What needs to be done:
Exactly as they appear, copy the lines from the start of the entries below to the line containing "which trigger, at", both ends included.

-- Supplied information follows --

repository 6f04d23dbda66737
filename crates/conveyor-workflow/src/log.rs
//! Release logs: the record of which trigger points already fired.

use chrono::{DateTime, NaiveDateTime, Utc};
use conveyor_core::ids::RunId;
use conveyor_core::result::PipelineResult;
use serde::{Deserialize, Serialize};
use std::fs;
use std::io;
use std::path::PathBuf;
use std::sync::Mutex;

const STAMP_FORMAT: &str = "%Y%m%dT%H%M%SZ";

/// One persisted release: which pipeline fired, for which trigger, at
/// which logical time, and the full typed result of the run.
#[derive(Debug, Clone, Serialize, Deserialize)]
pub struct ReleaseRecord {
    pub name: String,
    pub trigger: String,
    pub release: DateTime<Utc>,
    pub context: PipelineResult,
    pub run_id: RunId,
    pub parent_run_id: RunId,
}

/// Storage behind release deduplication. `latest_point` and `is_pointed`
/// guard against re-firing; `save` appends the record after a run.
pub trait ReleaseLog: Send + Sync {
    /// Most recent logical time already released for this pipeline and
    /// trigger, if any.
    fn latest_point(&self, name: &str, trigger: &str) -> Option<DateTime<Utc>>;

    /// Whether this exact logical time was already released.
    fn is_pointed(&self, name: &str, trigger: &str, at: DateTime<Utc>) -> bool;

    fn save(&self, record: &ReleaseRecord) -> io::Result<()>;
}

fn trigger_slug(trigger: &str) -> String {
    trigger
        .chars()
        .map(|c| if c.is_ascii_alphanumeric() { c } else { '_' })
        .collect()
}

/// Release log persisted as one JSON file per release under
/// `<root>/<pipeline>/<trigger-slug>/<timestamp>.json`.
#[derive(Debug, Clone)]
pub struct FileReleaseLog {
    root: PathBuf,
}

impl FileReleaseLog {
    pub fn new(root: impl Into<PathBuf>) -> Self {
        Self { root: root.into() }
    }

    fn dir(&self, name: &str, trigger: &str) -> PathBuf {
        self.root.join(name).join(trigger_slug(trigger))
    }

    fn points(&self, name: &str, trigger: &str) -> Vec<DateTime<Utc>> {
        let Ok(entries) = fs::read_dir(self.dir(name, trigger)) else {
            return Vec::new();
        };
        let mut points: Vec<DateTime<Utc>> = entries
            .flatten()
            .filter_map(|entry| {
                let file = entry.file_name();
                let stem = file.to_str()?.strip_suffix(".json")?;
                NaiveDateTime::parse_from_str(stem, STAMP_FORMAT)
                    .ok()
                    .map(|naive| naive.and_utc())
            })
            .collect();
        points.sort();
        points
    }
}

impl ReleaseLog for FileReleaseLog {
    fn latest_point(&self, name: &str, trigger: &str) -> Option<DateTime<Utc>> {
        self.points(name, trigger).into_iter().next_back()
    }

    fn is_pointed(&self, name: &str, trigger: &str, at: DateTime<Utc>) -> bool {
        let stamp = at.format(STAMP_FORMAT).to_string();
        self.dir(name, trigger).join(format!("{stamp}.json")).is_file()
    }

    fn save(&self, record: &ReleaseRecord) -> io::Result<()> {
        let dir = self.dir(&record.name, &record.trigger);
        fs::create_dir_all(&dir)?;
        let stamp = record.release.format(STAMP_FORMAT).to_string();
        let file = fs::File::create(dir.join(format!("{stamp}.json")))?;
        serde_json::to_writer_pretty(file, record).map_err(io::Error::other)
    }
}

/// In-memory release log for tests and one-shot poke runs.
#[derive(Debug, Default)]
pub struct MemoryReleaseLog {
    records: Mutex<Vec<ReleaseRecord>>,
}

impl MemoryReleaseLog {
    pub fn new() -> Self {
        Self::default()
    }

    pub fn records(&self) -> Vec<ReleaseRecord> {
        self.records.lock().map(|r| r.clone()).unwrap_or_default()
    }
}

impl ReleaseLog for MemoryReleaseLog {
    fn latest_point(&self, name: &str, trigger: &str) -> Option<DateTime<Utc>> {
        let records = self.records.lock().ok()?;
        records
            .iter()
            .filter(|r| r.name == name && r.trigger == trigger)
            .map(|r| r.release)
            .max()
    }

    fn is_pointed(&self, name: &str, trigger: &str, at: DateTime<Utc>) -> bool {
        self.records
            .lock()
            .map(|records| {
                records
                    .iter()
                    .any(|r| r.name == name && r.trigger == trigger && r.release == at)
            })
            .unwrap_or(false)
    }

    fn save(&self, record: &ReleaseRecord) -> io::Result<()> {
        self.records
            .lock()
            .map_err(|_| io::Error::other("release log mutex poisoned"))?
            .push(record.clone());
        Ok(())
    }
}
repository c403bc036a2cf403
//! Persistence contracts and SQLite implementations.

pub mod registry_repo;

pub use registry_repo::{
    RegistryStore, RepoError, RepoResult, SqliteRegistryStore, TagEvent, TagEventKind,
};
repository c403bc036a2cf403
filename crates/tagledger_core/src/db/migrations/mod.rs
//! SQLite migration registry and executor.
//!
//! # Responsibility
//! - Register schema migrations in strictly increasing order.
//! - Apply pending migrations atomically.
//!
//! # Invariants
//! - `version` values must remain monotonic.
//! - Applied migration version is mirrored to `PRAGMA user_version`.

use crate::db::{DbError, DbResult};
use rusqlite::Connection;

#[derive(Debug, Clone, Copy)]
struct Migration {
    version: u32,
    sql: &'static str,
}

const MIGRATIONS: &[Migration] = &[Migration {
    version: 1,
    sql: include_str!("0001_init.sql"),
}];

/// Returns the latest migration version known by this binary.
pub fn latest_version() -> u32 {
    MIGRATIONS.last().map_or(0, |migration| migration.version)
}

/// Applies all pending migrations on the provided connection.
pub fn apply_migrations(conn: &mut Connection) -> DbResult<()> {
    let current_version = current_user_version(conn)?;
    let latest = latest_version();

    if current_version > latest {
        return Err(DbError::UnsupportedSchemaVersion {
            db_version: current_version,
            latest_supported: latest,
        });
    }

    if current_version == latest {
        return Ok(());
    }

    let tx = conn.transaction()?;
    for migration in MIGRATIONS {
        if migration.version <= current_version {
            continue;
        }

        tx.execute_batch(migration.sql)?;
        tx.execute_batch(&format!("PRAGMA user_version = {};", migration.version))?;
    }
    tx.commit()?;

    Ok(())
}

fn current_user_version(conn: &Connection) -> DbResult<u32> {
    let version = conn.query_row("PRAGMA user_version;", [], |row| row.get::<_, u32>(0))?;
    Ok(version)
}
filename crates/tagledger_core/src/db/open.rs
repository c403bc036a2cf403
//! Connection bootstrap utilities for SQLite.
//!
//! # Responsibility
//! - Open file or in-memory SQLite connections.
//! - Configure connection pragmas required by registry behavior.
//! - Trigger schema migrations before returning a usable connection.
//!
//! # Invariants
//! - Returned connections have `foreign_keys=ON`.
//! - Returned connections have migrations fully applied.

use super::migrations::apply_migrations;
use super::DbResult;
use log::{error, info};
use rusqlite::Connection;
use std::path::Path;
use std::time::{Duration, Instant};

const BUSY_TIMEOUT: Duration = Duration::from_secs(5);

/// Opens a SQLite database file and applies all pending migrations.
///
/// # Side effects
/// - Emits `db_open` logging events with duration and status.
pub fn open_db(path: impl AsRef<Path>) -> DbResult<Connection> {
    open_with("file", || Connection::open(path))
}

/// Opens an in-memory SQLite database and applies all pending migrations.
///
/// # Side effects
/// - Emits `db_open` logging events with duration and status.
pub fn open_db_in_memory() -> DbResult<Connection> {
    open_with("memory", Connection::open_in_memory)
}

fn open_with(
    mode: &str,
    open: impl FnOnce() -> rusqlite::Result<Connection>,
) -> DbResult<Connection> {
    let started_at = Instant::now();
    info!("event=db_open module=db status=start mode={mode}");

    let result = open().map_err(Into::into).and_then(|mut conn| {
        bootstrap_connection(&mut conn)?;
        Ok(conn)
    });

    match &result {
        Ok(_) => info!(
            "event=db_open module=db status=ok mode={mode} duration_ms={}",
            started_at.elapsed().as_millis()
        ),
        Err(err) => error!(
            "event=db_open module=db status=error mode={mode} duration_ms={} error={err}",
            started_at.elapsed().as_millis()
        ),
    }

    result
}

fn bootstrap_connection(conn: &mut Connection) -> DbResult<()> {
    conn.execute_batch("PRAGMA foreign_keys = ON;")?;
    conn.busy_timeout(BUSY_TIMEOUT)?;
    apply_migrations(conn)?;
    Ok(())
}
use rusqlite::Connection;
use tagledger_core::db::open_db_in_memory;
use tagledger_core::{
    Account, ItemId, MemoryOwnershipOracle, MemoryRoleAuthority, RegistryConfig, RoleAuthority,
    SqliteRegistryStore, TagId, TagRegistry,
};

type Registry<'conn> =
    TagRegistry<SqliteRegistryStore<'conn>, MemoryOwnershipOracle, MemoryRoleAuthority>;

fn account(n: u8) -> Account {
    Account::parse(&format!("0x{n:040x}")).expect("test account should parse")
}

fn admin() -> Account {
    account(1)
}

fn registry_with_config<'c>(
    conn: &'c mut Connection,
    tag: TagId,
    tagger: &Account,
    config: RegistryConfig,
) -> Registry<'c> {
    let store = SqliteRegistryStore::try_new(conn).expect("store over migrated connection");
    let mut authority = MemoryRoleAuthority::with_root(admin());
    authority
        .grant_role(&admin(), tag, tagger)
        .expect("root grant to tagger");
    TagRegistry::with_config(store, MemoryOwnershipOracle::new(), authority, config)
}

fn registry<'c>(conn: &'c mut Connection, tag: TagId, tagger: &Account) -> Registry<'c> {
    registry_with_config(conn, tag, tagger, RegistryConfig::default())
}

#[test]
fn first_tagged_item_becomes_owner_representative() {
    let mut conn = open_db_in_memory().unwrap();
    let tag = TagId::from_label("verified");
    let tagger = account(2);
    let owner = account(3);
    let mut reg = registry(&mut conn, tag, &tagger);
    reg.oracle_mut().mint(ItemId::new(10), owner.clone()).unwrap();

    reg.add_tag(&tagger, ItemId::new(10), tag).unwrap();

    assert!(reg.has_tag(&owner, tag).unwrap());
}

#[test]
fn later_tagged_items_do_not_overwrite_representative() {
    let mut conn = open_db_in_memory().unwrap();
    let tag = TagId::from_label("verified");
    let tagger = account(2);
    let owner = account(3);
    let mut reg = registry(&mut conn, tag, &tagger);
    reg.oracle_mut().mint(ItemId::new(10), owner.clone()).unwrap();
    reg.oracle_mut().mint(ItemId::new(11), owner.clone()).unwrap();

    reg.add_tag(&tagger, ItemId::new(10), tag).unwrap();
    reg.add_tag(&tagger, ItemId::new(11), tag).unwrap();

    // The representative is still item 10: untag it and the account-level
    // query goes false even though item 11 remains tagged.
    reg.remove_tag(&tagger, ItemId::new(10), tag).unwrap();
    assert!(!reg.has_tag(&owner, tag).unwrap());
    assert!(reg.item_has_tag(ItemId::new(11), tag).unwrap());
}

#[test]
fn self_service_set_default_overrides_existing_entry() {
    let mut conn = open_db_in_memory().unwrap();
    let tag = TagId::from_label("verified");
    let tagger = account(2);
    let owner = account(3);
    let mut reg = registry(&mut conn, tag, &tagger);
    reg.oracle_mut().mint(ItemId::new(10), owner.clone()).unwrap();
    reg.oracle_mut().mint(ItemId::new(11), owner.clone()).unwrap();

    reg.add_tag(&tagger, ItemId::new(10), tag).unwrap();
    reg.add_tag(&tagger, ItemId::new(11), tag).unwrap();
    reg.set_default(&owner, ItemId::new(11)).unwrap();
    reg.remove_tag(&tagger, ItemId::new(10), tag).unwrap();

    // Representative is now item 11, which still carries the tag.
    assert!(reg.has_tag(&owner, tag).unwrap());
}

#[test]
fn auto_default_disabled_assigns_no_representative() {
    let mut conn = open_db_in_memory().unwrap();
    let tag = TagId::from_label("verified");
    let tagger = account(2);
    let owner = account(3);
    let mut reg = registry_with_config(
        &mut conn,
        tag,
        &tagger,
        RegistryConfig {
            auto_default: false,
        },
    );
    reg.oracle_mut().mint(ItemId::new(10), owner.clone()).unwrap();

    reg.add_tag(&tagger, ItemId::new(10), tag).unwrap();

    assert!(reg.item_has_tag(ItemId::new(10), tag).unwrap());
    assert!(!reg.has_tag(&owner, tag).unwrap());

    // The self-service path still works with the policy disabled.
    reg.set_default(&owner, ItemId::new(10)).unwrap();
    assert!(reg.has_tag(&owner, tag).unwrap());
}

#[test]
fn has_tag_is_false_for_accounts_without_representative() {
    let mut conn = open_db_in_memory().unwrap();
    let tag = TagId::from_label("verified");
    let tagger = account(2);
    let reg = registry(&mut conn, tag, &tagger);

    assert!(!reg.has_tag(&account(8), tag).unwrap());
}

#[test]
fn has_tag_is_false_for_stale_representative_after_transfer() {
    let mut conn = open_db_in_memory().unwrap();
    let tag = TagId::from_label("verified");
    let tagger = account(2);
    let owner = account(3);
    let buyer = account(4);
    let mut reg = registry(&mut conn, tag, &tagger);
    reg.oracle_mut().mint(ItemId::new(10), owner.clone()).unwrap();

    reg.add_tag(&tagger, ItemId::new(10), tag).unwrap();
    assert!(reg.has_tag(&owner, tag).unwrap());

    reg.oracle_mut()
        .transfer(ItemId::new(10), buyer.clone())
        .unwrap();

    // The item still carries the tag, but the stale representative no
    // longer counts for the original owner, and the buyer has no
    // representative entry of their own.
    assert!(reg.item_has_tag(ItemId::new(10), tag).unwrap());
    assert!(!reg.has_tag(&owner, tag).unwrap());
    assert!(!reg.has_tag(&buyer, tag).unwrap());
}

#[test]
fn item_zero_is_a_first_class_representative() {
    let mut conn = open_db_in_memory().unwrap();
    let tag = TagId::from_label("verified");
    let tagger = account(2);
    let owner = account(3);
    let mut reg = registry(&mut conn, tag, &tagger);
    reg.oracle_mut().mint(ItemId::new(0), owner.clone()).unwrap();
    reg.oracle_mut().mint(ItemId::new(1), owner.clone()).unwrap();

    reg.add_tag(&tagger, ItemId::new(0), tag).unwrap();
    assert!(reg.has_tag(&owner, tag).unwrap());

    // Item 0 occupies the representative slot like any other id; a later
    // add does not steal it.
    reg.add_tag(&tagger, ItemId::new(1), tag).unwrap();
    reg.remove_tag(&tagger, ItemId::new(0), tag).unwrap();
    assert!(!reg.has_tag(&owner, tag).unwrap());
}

-- Supplied information concluded --

Answer box:
repository 6f04d23dbda66737
filename crates/conveyor-workflow/src/log.rs
//! Release logs: the record of which trigger points already fired.

use chrono::{DateTime, NaiveDateTime, Utc};
use conveyor_core::ids::RunId;
use conveyor_core::result::PipelineResult;
use serde::{Deserialize, Serialize};
use std::fs;
use std::io;
use std::path::PathBuf;
use std::sync::Mutex;

const STAMP_FORMAT: &str = "%Y%m%dT%H%M%SZ";

/// One persisted release: which pipeline fired, for which trigger, at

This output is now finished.